The lonely hallways make it difficult for teachers and other school staff to get their “goodbyes” in for students who won’t be returning next year. But Eccleston said students and staff make it work.
“We do some things with them where we have a senior breakfast … and during graduation we actually line the stairs so we can actually hug the kids goodbye,” she said. “It is kind of sad that they’re just gone one day. But I’ve had many of them come back to check in and tell us how they’re doing in college.
“It makes my job worthwhile to know you made a difference and they want to come back and want to see you and want to let you know how they’re doing. It lets us know we meant something to them.”

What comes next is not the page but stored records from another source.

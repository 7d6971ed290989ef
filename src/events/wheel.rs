use crate::core::ScrollPan;
use crate::dom::Listener;
use crate::input;
use std::cell::RefCell;
use std::rc::Rc;
use wasm_bindgen::JsCast;
use web_sys as web;

/// Feed window wheel ticks into the gallery pan. Every event is applied
/// immediately; nothing is coalesced.
///
/// Line- and page-mode deltas are converted to pixels before the impulse
/// scale, so a notched mouse wheel pans as far as a trackpad. Pixel-mode
/// deltas, the common case, pass through unchanged.
pub fn wire_wheel_pan(pan: Rc<RefCell<ScrollPan>>) -> Option<Listener> {
    let window = web::window()?;
    Some(Listener::new(&window, "wheel", move |ev: web::Event| {
        let Ok(ev) = ev.dyn_into::<web::WheelEvent>() else {
            return;
        };
        let page_h = web::window()
            .and_then(|w| w.inner_height().ok())
            .and_then(|h| h.as_f64())
            .unwrap_or(800.0);
        let dy = input::wheel_delta_px(ev.delta_y(), ev.delta_mode(), page_h);
        pan.borrow_mut().on_wheel(dy);
    }))
}
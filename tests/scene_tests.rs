// Host-side tests for plane geometry and the two scene descriptions.

#![allow(dead_code)]
mod core {
    pub mod camera {
        include!("../src/core/camera.rs");
    }
    pub mod config {
        include!("../src/core/config.rs");
    }
    pub mod constants {
        include!("../src/core/constants.rs");
    }
    pub mod geometry {
        include!("../src/core/geometry.rs");
    }
    pub mod viewport {
        include!("../src/core/viewport.rs");
    }
    pub mod scene {
        include!("../src/core/scene.rs");
    }
}

use crate::core::config::{AppConfig, GalleryParams, VaporwaveParams};
use crate::core::geometry::PlaneGeometry;
use crate::core::scene::*;
use glam::Vec3;
use rand::rngs::StdRng;
use rand::SeedableRng;

#[test]
fn plane_counts_match_segments() {
    let quad = PlaneGeometry::new(1.0, 1.3, 1, 1);
    assert_eq!(quad.vertices().len(), 4);
    assert_eq!(quad.indices().len(), 6);

    let grid = PlaneGeometry::new(1.0, 2.0, 24, 24);
    assert_eq!(grid.vertices().len(), grid.vertex_count());
    assert_eq!(grid.vertex_count(), 625);
    assert_eq!(grid.index_count(), 3456);
    assert!(grid.indices().iter().all(|&i| (i as usize) < grid.vertex_count()));
}

#[test]
fn zero_segments_become_one() {
    let g = PlaneGeometry::new(1.0, 1.0, 0, 0);
    assert_eq!((g.segments_x, g.segments_y), (1, 1));
}

#[test]
fn plane_is_centred_with_upright_uvs() {
    let g = PlaneGeometry::new(2.0, 4.0, 2, 2);
    let v = g.vertices();
    let first = v.first().copied().unwrap();
    let last = v.last().copied().unwrap();
    assert_eq!(first.position, [-1.0, 2.0, 0.0]);
    assert_eq!(first.uv, [0.0, 0.0]);
    assert_eq!(last.position, [1.0, -2.0, 0.0]);
    assert_eq!(last.uv, [1.0, 1.0]);
    assert!(v.iter().all(|p| p.normal == [0.0, 0.0, 1.0]));
}

#[test]
fn triangles_face_positive_z() {
    let g = PlaneGeometry::new(1.0, 1.0, 3, 2);
    let v = g.vertices();
    for tri in g.indices().chunks(3) {
        let p = |i: u16| Vec3::from_array(v[i as usize].position);
        let n = (p(tri[1]) - p(tri[0])).cross(p(tri[2]) - p(tri[0]));
        assert!(n.z > 0.0, "triangle {:?} winds clockwise", tri);
    }
}

#[test]
fn gallery_lays_images_along_negative_x() {
    let params = GalleryParams::default();
    let mut rng = StdRng::seed_from_u64(7);
    let scene = gallery_scene(&params, &mut rng);

    assert_eq!(scene.meshes.len(), 7);
    assert_eq!(scene.textures.len(), 7);
    assert_eq!(scene.textures[0], "media/pictures/1.png");
    assert_eq!(scene.textures[6], "media/pictures/7.png");
    for (i, m) in scene.meshes.iter().enumerate() {
        let expected_x = (i + 1) as f32 * -1.2;
        assert!((m.position.x - expected_x).abs() < 1e-6);
        assert!((0.0..1.0).contains(&m.position.y));
        assert_eq!(m.position.z, 1.0);
        assert_eq!(scene.materials[m.material], Material::Basic { map: Some(i) });
    }
    assert!(scene.fog.is_none());
    assert!(matches!(scene.lights.as_slice(), [Light::Point { .. }]));
}

#[test]
fn gallery_heights_come_from_the_rng() {
    let params = GalleryParams::default();
    let a = gallery_scene(&params, &mut StdRng::seed_from_u64(1));
    let b = gallery_scene(&params, &mut StdRng::seed_from_u64(1));
    let c = gallery_scene(&params, &mut StdRng::seed_from_u64(2));
    assert_eq!(a.meshes, b.meshes);
    assert_ne!(a.meshes, c.meshes);
}

#[test]
fn gallery_camera_sits_in_front_of_the_row() {
    let cam = gallery_camera(&GalleryParams::default(), 1.5);
    assert_eq!(cam.position, Vec3::new(0.0, 0.0, 3.0));
    assert_eq!(cam.fov_deg, 75.0);
    assert!(cam.target.is_none());
}

#[test]
fn asset_base_prefixes_texture_urls() {
    let cfg = AppConfig::from_query("?assets=/static");
    let scene = vaporwave_scene(&VaporwaveParams::from_config(&cfg));
    assert_eq!(
        scene.textures,
        vec![
            "/static/grid.png".to_string(),
            "/static/displacement.png".to_string(),
            "/static/metalness.png".to_string(),
        ]
    );
}

#[test]
fn vaporwave_has_two_ground_planes_one_period_apart() {
    let scene = vaporwave_scene(&VaporwaveParams::default());
    assert_eq!(scene.meshes.len(), 2);
    let near = &scene.meshes[VAPOR_NEAR_PLANE];
    let far = &scene.meshes[VAPOR_FAR_PLANE];
    assert_eq!(near.position.z, 0.15);
    assert!((far.position.z - (0.15 - 2.0)).abs() < 1e-6);
    assert_eq!(near.rotation_x, -std::f32::consts::FRAC_PI_2);
    assert_eq!(near.material, far.material);
}

#[test]
fn vaporwave_material_and_fog() {
    let scene = vaporwave_scene(&VaporwaveParams::default());
    match scene.materials[0] {
        Material::Standard {
            map,
            displacement_map,
            displacement_scale,
            metalness,
            metalness_map,
            roughness,
        } => {
            assert_eq!((map, displacement_map, metalness_map), (Some(0), Some(1), Some(2)));
            assert_eq!(displacement_scale, 0.4);
            assert_eq!(metalness, 1.0);
            assert_eq!(roughness, 0.23);
        }
        ref other => panic!("unexpected material {:?}", other),
    }
    let fog = scene.fog.expect("vaporwave is fogged");
    assert_eq!((fog.near, fog.far), (1.0, 2.5));
    assert_eq!(fog.color, Color::from_hex(0x000000));
}

#[test]
fn vaporwave_lights_one_ambient_two_spots() {
    let scene = vaporwave_scene(&VaporwaveParams::default());
    assert_eq!(scene.lights.len(), 3);
    assert!(matches!(scene.lights[0], Light::Ambient { .. }));
    let spots: Vec<_> = scene
        .lights
        .iter()
        .filter_map(|l| match l {
            Light::Spot { position, target, .. } => Some((*position, *target)),
            _ => None,
        })
        .collect();
    assert_eq!(spots.len(), 2);
    assert_eq!(spots[0].0.x, -spots[1].0.x);
    assert_eq!(spots[0].1.x, -spots[1].1.x);
}

#[test]
fn hex_colors_unpack_to_unit_range() {
    let c = Color::from_hex(0xff8000);
    assert_eq!(c.r, 1.0);
    assert!((c.g - 128.0 / 255.0).abs() < 1e-6);
    assert_eq!(c.b, 0.0);
    assert_eq!(Color::from_hex(0xffffff).scaled(0.5), [0.5, 0.5, 0.5]);
}
use crate::core::OrbitControls;
use crate::dom::Listener;
use crate::input::DragState;
use glam::Vec2;
use std::cell::RefCell;
use std::rc::Rc;
use wasm_bindgen::JsCast;
use web_sys as web;

#[inline]
fn client_xy(ev: &web::PointerEvent) -> Vec2 {
    Vec2::new(ev.client_x() as f32, ev.client_y() as f32)
}

/// Drag on the canvas to tilt the orbit camera. Returns the listeners; drop
/// them to detach.
pub fn wire_orbit_drag(
    canvas: &web::HtmlCanvasElement,
    controls: Rc<RefCell<OrbitControls>>,
) -> Vec<Listener> {
    let drag = Rc::new(RefCell::new(DragState::default()));

    let down = {
        let drag = drag.clone();
        let canvas_c = canvas.clone();
        Listener::new(canvas, "pointerdown", move |ev: web::Event| {
            let Ok(ev) = ev.dyn_into::<web::PointerEvent>() else {
                return;
            };
            if ev.button() != 0 {
                return;
            }
            _ = canvas_c.set_pointer_capture(ev.pointer_id());
            drag.borrow_mut().begin(client_xy(&ev));
        })
    };

    let moved = {
        let drag = drag.clone();
        let canvas_c = canvas.clone();
        Listener::new(canvas, "pointermove", move |ev: web::Event| {
            let Ok(ev) = ev.dyn_into::<web::PointerEvent>() else {
                return;
            };
            if let Some(d) = drag.borrow_mut().drag_to(client_xy(&ev)) {
                let h = canvas_c.client_height() as f32;
                controls.borrow_mut().handle_drag(d.x, d.y, h);
            }
        })
    };

    let up = {
        let drag = drag.clone();
        let canvas_c = canvas.clone();
        Listener::new(canvas, "pointerup", move |ev: web::Event| {
            if let Ok(ev) = ev.dyn_into::<web::PointerEvent>() {
                _ = canvas_c.release_pointer_capture(ev.pointer_id());
            }
            drag.borrow_mut().end();
        })
    };

    let cancel = Listener::new(canvas, "pointercancel", move |_| {
        drag.borrow_mut().end();
    });

    vec![down, moved, up, cancel]
}
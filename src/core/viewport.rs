use super::constants::MAX_PIXEL_RATIO;
use fnv::FnvHashMap;

/// Window size in CSS pixels plus the clamped device pixel ratio.
#[derive(Clone, Copy, Debug, PartialEq)]
pub struct Viewport {
    pub width: f64,
    pub height: f64,
    pub pixel_ratio: f64,
}

impl Viewport {
    pub fn new(width: f64, height: f64, device_pixel_ratio: f64) -> Self {
        let pixel_ratio = if device_pixel_ratio.is_finite() && device_pixel_ratio > 0.0 {
            device_pixel_ratio.min(MAX_PIXEL_RATIO)
        } else {
            1.0
        };
        Self {
            width,
            height,
            pixel_ratio,
        }
    }

    /// Camera aspect ratio; exactly `width / height`.
    #[inline]
    pub fn aspect(&self) -> f32 {
        (self.width / self.height) as f32
    }

    /// Renderer size in CSS pixels.
    #[inline]
    pub fn renderer_size(&self) -> (u32, u32) {
        (self.width.max(0.0) as u32, self.height.max(0.0) as u32)
    }

    /// Backing-store size: CSS size times pixel ratio, never zero.
    #[inline]
    pub fn drawing_buffer_size(&self) -> (u32, u32) {
        let w = (self.width * self.pixel_ratio).floor().max(1.0) as u32;
        let h = (self.height * self.pixel_ratio).floor().max(1.0) as u32;
        (w, h)
    }
}

pub type SubscriptionId = u64;

/// Single fan-out point for window resizes. Each mounted scene subscribes
/// once and unsubscribes when it is torn down.
pub struct ViewportHub {
    current: Option<Viewport>,
    next_id: SubscriptionId,
    subscribers: FnvHashMap<SubscriptionId, Box<dyn FnMut(Viewport)>>,
}

impl Default for ViewportHub {
    fn default() -> Self {
        Self::new()
    }
}

impl ViewportHub {
    pub fn new() -> Self {
        Self {
            current: None,
            next_id: 1,
            subscribers: FnvHashMap::default(),
        }
    }

    pub fn current(&self) -> Option<Viewport> {
        self.current
    }

    pub fn len(&self) -> usize {
        self.subscribers.len()
    }

    pub fn is_empty(&self) -> bool {
        self.subscribers.is_empty()
    }

    /// Register `f`. A subscriber that joins after a resize was published is
    /// called once right away with the latest viewport, so scenes that finish
    /// loading late still match the window.
    pub fn subscribe(&mut self, mut f: impl FnMut(Viewport) + 'static) -> SubscriptionId {
        let id = self.next_id;
        self.next_id += 1;
        if let Some(vp) = self.current {
            f(vp);
        }
        self.subscribers.insert(id, Box::new(f));
        id
    }

    pub fn unsubscribe(&mut self, id: SubscriptionId) -> bool {
        self.subscribers.remove(&id).is_some()
    }

    /// Record the new size and notify every subscriber synchronously.
    pub fn publish(&mut self, viewport: Viewport) {
        self.current = Some(viewport);
        for f in self.subscribers.values_mut() {
            f(viewport);
        }
    }
}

Friday was bittersweet for Principal Ron McAllister, who said goodbye to his students at Vickery Creek Elementary School for the last time.
One of his teachers told him that Vickery was “the place where you started to learn how to be a principal, and you’ll always remember that. I thought that about summed it up,’” he said.
McAllister isn’t going far.
When the 2012-13 school year starts Aug. 9, he will greet students as principal of the new Kelly Mill Elementary. And as he works over the summer to prepare for the opening, McAllister said things at the new school won’t be much different.
“It’s nice to have the break … but after two weeks, we’re just ready to have kids back in the building because school is not a right place without kids in it,” he said. “I’m always ready for them to come back about two weeks after they leave.”
McAllister won’t be the only person working over the summer. He’s joined by principals from across the county and many school system central office employees, including Buster Evans, superintendent.
“We’re wrapping up the year and doing all the things you have to do to close out the year,” he said. “But at the same time, we’ve got our eye on what’s going to be coming up next year as we work on our budget, as we work on staffing, as we plan things such as our leadership retreat and put together the staffing plans.”
Over the summer, the school district will review its strategic plan to prepare for the future and work on filling vacant positions and shifting personnel.
“Some school districts go into a shut-down mode,” Evans said. “That’s the exciting thing about Forsyth County. I don’t think we ever go into shut-down mode. We are always looking to see what we can do to achieve the highest level of education possible.”